▶ _Problem_
Records follow. Copy every line with "matrix".

▶ _Source data_
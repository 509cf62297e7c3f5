//! Error taxonomy shared by every entry point.
//!
//! Errors are raised at the point of detection and carry a descriptive
//! message. The engine is deterministic, so none of them are retryable
//! without changing the input.

/// Error returned by all fallible operations in this crate.
#[derive(Debug, Clone, PartialEq, thiserror::Error)]
pub enum InferenceError {
    /// Malformed input shape: empty sample, ragged table, mismatched
    /// lengths, non-finite values, too few observations, or predicting
    /// from an untrained model.
    #[error("validation error: {0}")]
    Validation(String),

    /// Invalid option: unsupported alternative hypothesis, significance
    /// level outside (0, 1), or an unsupported model hyperparameter.
    #[error("configuration error: {0}")]
    Config(String),

    /// Numerically undefined operation on otherwise valid input: zero
    /// variance, singular design matrix, degenerate degrees of freedom.
    #[error("computation error: {0}")]
    Computation(String),

    /// Model fitting was stopped by the caller between iterations.
    #[error("fit cancelled")]
    Cancelled,
}

impl InferenceError {
    pub(crate) fn validation(msg: impl Into<String>) -> Self {
        Self::Validation(msg.into())
    }

    pub(crate) fn config(msg: impl Into<String>) -> Self {
        Self::Config(msg.into())
    }

    pub(crate) fn computation(msg: impl Into<String>) -> Self {
        Self::Computation(msg.into())
    }
}

impl From<u_numflow::matrix::MatrixError> for InferenceError {
    fn from(e: u_numflow::matrix::MatrixError) -> Self {
        Self::Computation(e.to_string())
    }
}

/// Crate-wide result alias.
pub type Result<T, E = InferenceError> = std::result::Result<T, E>;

▶ _Task solution_
    /// variance, singular design matrix, degenerate degrees of freedom.
impl From<u_numflow::matrix::MatrixError> for InferenceError {
    fn from(e: u_numflow::matrix::MatrixError) -> Self {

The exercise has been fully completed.